## How to complete this task
Up to and including the line with "Имя загруженной модели.", please reproduce the lines below exactly, beginning with the first.

[Input data]

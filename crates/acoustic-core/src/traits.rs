//! Унифицированный trait для всех акустических моделей.
//!
//! Каждая архитектура из `acoustic-models` реализует [`AcousticModel`],
//! обеспечивая единый интерфейс для прогона признаков и расчёта длины выхода.

use candle_core::Tensor;

use crate::error::AcousticResult;
use crate::model_registry::ArchitectureKind;
use crate::summary::ModelSummary;

/// Унифицированный trait для всех акустических моделей.
///
/// # Пример
/// ```ignore
/// let model = AcousticNet::load("models/final-model", &device)?;
/// let probs = model.forward(&features)?; // (batch, T', 29)
/// let frames = model.output_length(Some(features.dim(1)?))?;
/// ```
pub trait AcousticModel: Send {
    /// Имя загруженной модели.
    fn name(&self) -> &str;

    /// Архитектура модели.
    fn architecture(&self) -> ArchitectureKind;

    /// Размерность входных признаков (последнее измерение входа).
    fn input_dim(&self) -> usize;

    /// Количество выходных классов softmax.
    fn output_dim(&self) -> usize;

    /// Длина выходной последовательности для входа длины `input_length`.
    ///
    /// Для чисто рекуррентных моделей: тождество; для моделей со
    /// свёрточным фронтендом учитывает ядро, шаг и режим границ.
    fn output_length(&self, input_length: Option<usize>) -> AcousticResult<Option<usize>>;

    /// Сводка слоёв и параметров.
    fn summary(&self) -> ModelSummary;

    /// Прямой проход в режиме инференса.
    ///
    /// # Аргументы
    /// * `features`: `(batch, time, input_dim)`.
    ///
    /// # Возвращает
    /// Вероятности классов `(batch, output_length(time), output_dim)`.
    fn forward(&self, features: &Tensor) -> AcousticResult<Tensor>;
}
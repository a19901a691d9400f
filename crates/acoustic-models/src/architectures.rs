//! Конструкторы графов для всех поддерживаемых архитектур.
//!
//! Имена слоёв совпадают с именами слоёв Keras-моделей, поэтому веса,
//! экспортированные из обученных моделей, подхватываются без переименования.

use acoustic_core::{
    AcousticResult, Activation, ArchitectureConfig, ArchitectureKind, BidirectionalRnnConfig,
    ConvRecurrentConfig, DeepRnnConfig, DropoutConvRecurrentConfig, RnnConfig, SimpleRnnConfig,
    TemporalStage,
};

use crate::graph::{Graph, LayerKind, RecurrentSpec};

/// Построить граф по конфигурации архитектуры.
pub fn build_graph(name: &str, config: &ArchitectureConfig) -> AcousticResult<Graph> {
    config.validate()?;
    let mut graph = match config {
        ArchitectureConfig::SimpleRnn(c) => simple_rnn_model(c),
        ArchitectureConfig::Rnn(c) => rnn_model(c),
        ArchitectureConfig::CnnRnn(c) => cnn_rnn_model(c)?,
        ArchitectureConfig::DeepRnn(c) => deep_rnn_model(c),
        ArchitectureConfig::BidirectionalRnn(c) => bidirectional_rnn_model(c),
        ArchitectureConfig::DeeperCnnGru(c) => deeper_cnn_gru_model(c)?,
        ArchitectureConfig::DeeperCnnGruDropout(c) => deeper_cnn_gru_model_dropout(c)?,
        ArchitectureConfig::Final(c) => final_model(c)?,
    };
    graph.name = name.to_string();
    Ok(graph)
}

/// GRU(output_dim) `rnn` → softmax.
pub fn simple_rnn_model(c: &SimpleRnnConfig) -> Graph {
    let mut g = Graph::new("simple_rnn", ArchitectureKind::SimpleRnn, c.input_dim);
    g.push(
        "rnn",
        LayerKind::Recurrent(RecurrentSpec::gru(c.output_dim, Activation::Tanh)),
    )
    .push("softmax", LayerKind::Softmax);
    g
}

/// GRU `rnn` → BN `simp_rnn` → TimeDistributed(Dense) → softmax.
pub fn rnn_model(c: &RnnConfig) -> Graph {
    let mut g = Graph::new("rnn", ArchitectureKind::Rnn, c.input_dim);
    g.push("rnn", LayerKind::Recurrent(RecurrentSpec::gru(c.units, c.activation)))
        .push("simp_rnn", LayerKind::BatchNorm);
    push_head(&mut g, c.output_dim);
    g
}

/// Conv1D `conv1d` → BN → SimpleRNN `rnn` → BN `SRNN_BN` → Dense → softmax.
pub fn cnn_rnn_model(c: &ConvRecurrentConfig) -> AcousticResult<Graph> {
    let mut g = Graph::new("cnn_rnn", ArchitectureKind::CnnRnn, c.input_dim);
    push_conv_frontend(&mut g, c)?;
    g.push(
        "rnn",
        LayerKind::Recurrent(RecurrentSpec::simple_rnn(c.units, Activation::Relu)),
    )
    .push("SRNN_BN", LayerKind::BatchNorm);
    push_head(&mut g, c.output_dim);
    Ok(g)
}

/// `recur_layers` × (GRU `rnn{i}` → BN `SRNN_BN{i}`) → Dense → softmax.
pub fn deep_rnn_model(c: &DeepRnnConfig) -> Graph {
    let mut g = Graph::new("deep_rnn", ArchitectureKind::DeepRnn, c.input_dim);
    for i in 1..=c.recur_layers {
        g.push(
            &format!("rnn{i}"),
            LayerKind::Recurrent(RecurrentSpec::gru(c.units, Activation::Relu)),
        )
        .push(&format!("SRNN_BN{i}"), LayerKind::BatchNorm);
    }
    push_head(&mut g, c.output_dim);
    g
}

/// Bidirectional(GRU) `bidir` → Dense → softmax.
pub fn bidirectional_rnn_model(c: &BidirectionalRnnConfig) -> Graph {
    let mut g = Graph::new(
        "bidirectional_rnn",
        ArchitectureKind::BidirectionalRnn,
        c.input_dim,
    );
    g.push(
        "bidir",
        LayerKind::Bidirectional(RecurrentSpec::gru(c.units, Activation::Relu)),
    );
    push_head(&mut g, c.output_dim);
    g
}

/// Conv1D → BN → 3 × (Bidirectional(GRU) → BN) → Dense → softmax.
pub fn deeper_cnn_gru_model(c: &ConvRecurrentConfig) -> AcousticResult<Graph> {
    let mut g = Graph::new("deeper_cnn_gru", ArchitectureKind::DeeperCnnGru, c.input_dim);
    push_conv_frontend(&mut g, c)?;
    let spec = RecurrentSpec::gru(c.units, Activation::Relu);
    push_bidirectional_stack(&mut g, [spec; 3]);
    push_head(&mut g, c.output_dim);
    Ok(g)
}

/// Как [`deeper_cnn_gru_model`], но с dropout в GRU и опциональным пулингом.
pub fn deeper_cnn_gru_model_dropout(c: &DropoutConvRecurrentConfig) -> AcousticResult<Graph> {
    dropout_model(
        "deeper_cnn_gru_dropout",
        ArchitectureKind::DeeperCnnGruDropout,
        c,
    )
}

/// Итоговая модель; умолчания конфигурации: 161/200/13/2/valid/200/29.
pub fn final_model(c: &DropoutConvRecurrentConfig) -> AcousticResult<Graph> {
    dropout_model("final", ArchitectureKind::Final, c)
}

fn dropout_model(
    name: &str,
    kind: ArchitectureKind,
    c: &DropoutConvRecurrentConfig,
) -> AcousticResult<Graph> {
    let mut g = Graph::new(name, kind, c.conv.input_dim);
    push_conv_frontend(&mut g, &c.conv)?;
    if let Some(pool) = &c.pooling {
        let stage = TemporalStage::conv(pool.pool_size, pool.pool_stride, pool.pool_border_mode)?;
        g.push("max_pooling1d", LayerKind::MaxPool1d { stage });
    }

    // Входной dropout только у первого слоя, рекуррентный: у всех.
    let base = RecurrentSpec::gru(c.conv.units, Activation::Relu);
    push_bidirectional_stack(
        &mut g,
        [
            base.with_dropout(c.dropout, c.recurrent_dropout),
            base.with_dropout(0.0, c.recurrent_dropout),
            base.with_dropout(0.0, c.recurrent_dropout),
        ],
    );
    push_head(&mut g, c.conv.output_dim);
    Ok(g)
}

fn push_conv_frontend(g: &mut Graph, c: &ConvRecurrentConfig) -> AcousticResult<()> {
    let stage = TemporalStage::conv(c.kernel_size, c.conv_stride, c.conv_border_mode)?;
    g.push(
        "conv1d",
        LayerKind::Conv1d {
            filters: c.filters,
            stage,
            activation: Activation::Relu,
        },
    )
    .push("bn_conv_1d", LayerKind::BatchNorm);
    Ok(())
}

/// Три пары Bidirectional(GRU) → BN с именами `bidir*` / `SRNN_BN*`.
fn push_bidirectional_stack(g: &mut Graph, specs: [RecurrentSpec; 3]) {
    let bn_names = ["SRNN_BN", "SRNN_BN2", "SRNN_BN3"];
    for (spec, bn) in specs.into_iter().zip(bn_names) {
        g.push("bidir", LayerKind::Bidirectional(spec))
            .push(bn, LayerKind::BatchNorm);
    }
}

fn push_head(g: &mut Graph, output_dim: usize) {
    g.push("time_dense", LayerKind::TimeDistributedDense { units: output_dim })
        .push("softmax", LayerKind::Softmax);
}

#[cfg(test)]
mod tests {
    use acoustic_core::{BorderMode, PoolingConfig};

    use super::*;

    fn names(g: &Graph) -> Vec<&str> {
        g.layers.iter().map(|l| l.name.as_str()).collect()
    }

    #[test]
    fn test_final_model_layer_names() {
        let g = final_model(&DropoutConvRecurrentConfig::default()).unwrap();
        assert_eq!(
            names(&g),
            vec![
                "conv1d",
                "bn_conv_1d",
                "bidir",
                "SRNN_BN",
                "bidir2",
                "SRNN_BN2",
                "bidir3",
                "SRNN_BN3",
                "time_dense",
                "softmax",
            ]
        );
    }

    #[test]
    fn test_final_model_parameter_count() {
        let g = final_model(&DropoutConvRecurrentConfig::default()).unwrap();
        let summary = g.summary();
        assert_eq!(summary.total_params(), 2_359_629);
        assert_eq!(summary.non_trainable_params(), 2_800);
        assert_eq!(g.output_dim(), 29);
    }

    #[test]
    fn test_final_model_dropout_placement() {
        let g = final_model(&DropoutConvRecurrentConfig::default()).unwrap();
        let specs: Vec<RecurrentSpec> = g
            .layers
            .iter()
            .filter_map(|l| match &l.kind {
                LayerKind::Bidirectional(spec) => Some(*spec),
                _ => None,
            })
            .collect();
        assert_eq!(specs.len(), 3);
        assert_eq!(specs[0].dropout, 0.5);
        assert_eq!(specs[1].dropout, 0.0);
        assert_eq!(specs[2].dropout, 0.0);
        assert!(specs.iter().all(|s| s.recurrent_dropout == 0.1));
    }

    #[test]
    fn test_simple_rnn_parameter_count() {
        let g = simple_rnn_model(&SimpleRnnConfig {
            input_dim: 161,
            output_dim: 29,
        });
        assert_eq!(g.total_params(), 16_617);
        assert_eq!(g.output_length(Some(57)).unwrap(), Some(57));
    }

    #[test]
    fn test_deep_rnn_names() {
        let g = deep_rnn_model(&DeepRnnConfig {
            input_dim: 13,
            units: 8,
            recur_layers: 3,
            output_dim: 29,
        });
        assert_eq!(
            names(&g),
            vec![
                "rnn1",
                "SRNN_BN1",
                "rnn2",
                "SRNN_BN2",
                "rnn3",
                "SRNN_BN3",
                "time_dense",
                "softmax",
            ]
        );
    }

    #[test]
    fn test_cnn_rnn_output_length() {
        let c = ConvRecurrentConfig {
            kernel_size: 11,
            conv_stride: 2,
            conv_border_mode: BorderMode::Same,
            ..Default::default()
        };
        let g = cnn_rnn_model(&c).unwrap();
        assert_eq!(g.output_length(Some(101)).unwrap(), Some(51));
        assert_eq!(g.output_length(None).unwrap(), None);
    }

    #[test]
    fn test_pooling_folds_into_output_length() {
        let c = DropoutConvRecurrentConfig {
            pooling: Some(PoolingConfig {
                pool_size: 2,
                pool_stride: 2,
                pool_border_mode: BorderMode::Valid,
            }),
            ..Default::default()
        };
        let g = deeper_cnn_gru_model_dropout(&c).unwrap();
        // 100 → conv(13, 2, valid) → 44 → pool(2, 2, valid) → 22
        assert_eq!(g.output_length(Some(100)).unwrap(), Some(22));
        assert_eq!(g.layers[2].name, "max_pooling1d");
    }

    #[test]
    fn test_build_graph_rejects_zero_layers() {
        let config = ArchitectureConfig::DeepRnn(DeepRnnConfig {
            input_dim: 13,
            units: 8,
            recur_layers: 0,
            output_dim: 29,
        });
        assert!(build_graph("deep", &config).is_err());
    }

    #[test]
    fn test_every_preset_builds() {
        for &kind in ArchitectureKind::all() {
            let g = build_graph(kind.as_str(), &ArchitectureConfig::preset(kind)).unwrap();
            assert_eq!(g.architecture, kind);
            assert_eq!(g.output_dim(), 29);
            assert_eq!(g.layers.last().map(|l| l.name.as_str()), Some("softmax"));
        }
    }
}
//! Общие типы: режим границ свёртки и функции активации.

use std::fmt;
use std::str::FromStr;

use candle_core::Tensor;
use serde::{Deserialize, Serialize};

use crate::error::AcousticError;

// ---------------------------------------------------------------------------
// Режим границ
// ---------------------------------------------------------------------------

/// Режим дополнения (padding) по оси времени для Conv1D и MaxPooling1D.
#[derive(Debug, Clone, Copy, PartialEq, Eq, Hash, Serialize, Deserialize)]
#[serde(rename_all = "lowercase")]
pub enum BorderMode {
    /// Выход длины `ceil(len / stride)`, недостающее дополняется нулями.
    Same,
    /// Без дополнения: ядро целиком помещается во вход.
    Valid,
}

impl BorderMode {
    /// Строковый идентификатор (как в Keras).
    pub fn as_str(&self) -> &'static str {
        match self {
            BorderMode::Same => "same",
            BorderMode::Valid => "valid",
        }
    }
}

impl fmt::Display for BorderMode {
    fn fmt(&self, f: &mut fmt::Formatter<'_>) -> fmt::Result {
        f.write_str(self.as_str())
    }
}

impl FromStr for BorderMode {
    type Err = AcousticError;

    fn from_str(s: &str) -> Result<Self, Self::Err> {
        match s.to_ascii_lowercase().as_str() {
            "same" => Ok(BorderMode::Same),
            "valid" => Ok(BorderMode::Valid),
            other => Err(AcousticError::Config(format!(
                "Неподдерживаемый border_mode '{other}': допустимы только 'same' и 'valid'"
            ))),
        }
    }
}

// ---------------------------------------------------------------------------
// Активации
// ---------------------------------------------------------------------------

/// Поэлементная функция активации.
///
/// Набор совпадает с тем, что используют архитектуры из `acoustic-models`:
/// ReLU для свёрток и рекуррентных слоёв, tanh по умолчанию для GRU,
/// hard sigmoid для вентилей GRU.
#[derive(Debug, Clone, Copy, PartialEq, Eq, Hash, Serialize, Deserialize)]
#[serde(rename_all = "snake_case")]
pub enum Activation {
    Relu,
    Tanh,
    Sigmoid,
    /// `clip(0.2 * x + 0.5, 0, 1)`.
    HardSigmoid,
    /// Тождественная функция.
    Linear,
}

impl Activation {
    /// Применить активацию к тензору.
    pub fn apply(&self, x: &Tensor) -> candle_core::Result<Tensor> {
        match self {
            Activation::Relu => x.relu(),
            Activation::Tanh => x.tanh(),
            Activation::Sigmoid => x.neg()?.exp()?.affine(1.0, 1.0)?.recip(),
            Activation::HardSigmoid => x.affine(0.2, 0.5)?.clamp(0f32, 1f32),
            Activation::Linear => Ok(x.clone()),
        }
    }

    /// Строковый идентификатор (как в Keras).
    pub fn as_str(&self) -> &'static str {
        match self {
            Activation::Relu => "relu",
            Activation::Tanh => "tanh",
            Activation::Sigmoid => "sigmoid",
            Activation::HardSigmoid => "hard_sigmoid",
            Activation::Linear => "linear",
        }
    }
}

impl fmt::Display for Activation {
    fn fmt(&self, f: &mut fmt::Formatter<'_>) -> fmt::Result {
        f.write_str(self.as_str())
    }
}

impl FromStr for Activation {
    type Err = AcousticError;

    fn from_str(s: &str) -> Result<Self, Self::Err> {
        match s.to_ascii_lowercase().as_str() {
            "relu" => Ok(Activation::Relu),
            "tanh" => Ok(Activation::Tanh),
            "sigmoid" => Ok(Activation::Sigmoid),
            "hard_sigmoid" => Ok(Activation::HardSigmoid),
            "linear" => Ok(Activation::Linear),
            other => Err(AcousticError::Config(format!(
                "Неизвестная активация '{other}'"
            ))),
        }
    }
}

[/Input data]

## Final answer
filename crates/acoustic-core/src/traits.rs
//! Унифицированный trait для всех акустических моделей.
//!
//! Каждая архитектура из `acoustic-models` реализует [`AcousticModel`],
//! обеспечивая единый интерфейс для прогона признаков и расчёта длины выхода.

use candle_core::Tensor;

use crate::error::AcousticResult;
use crate::model_registry::ArchitectureKind;
use crate::summary::ModelSummary;

/// Унифицированный trait для всех акустических моделей.
///
/// # Пример
/// ```ignore
/// let model = AcousticNet::load("models/final-model", &device)?;
/// let probs = model.forward(&features)?; // (batch, T', 29)
/// let frames = model.output_length(Some(features.dim(1)?))?;
/// ```
pub trait AcousticModel: Send {
    /// Имя загруженной модели.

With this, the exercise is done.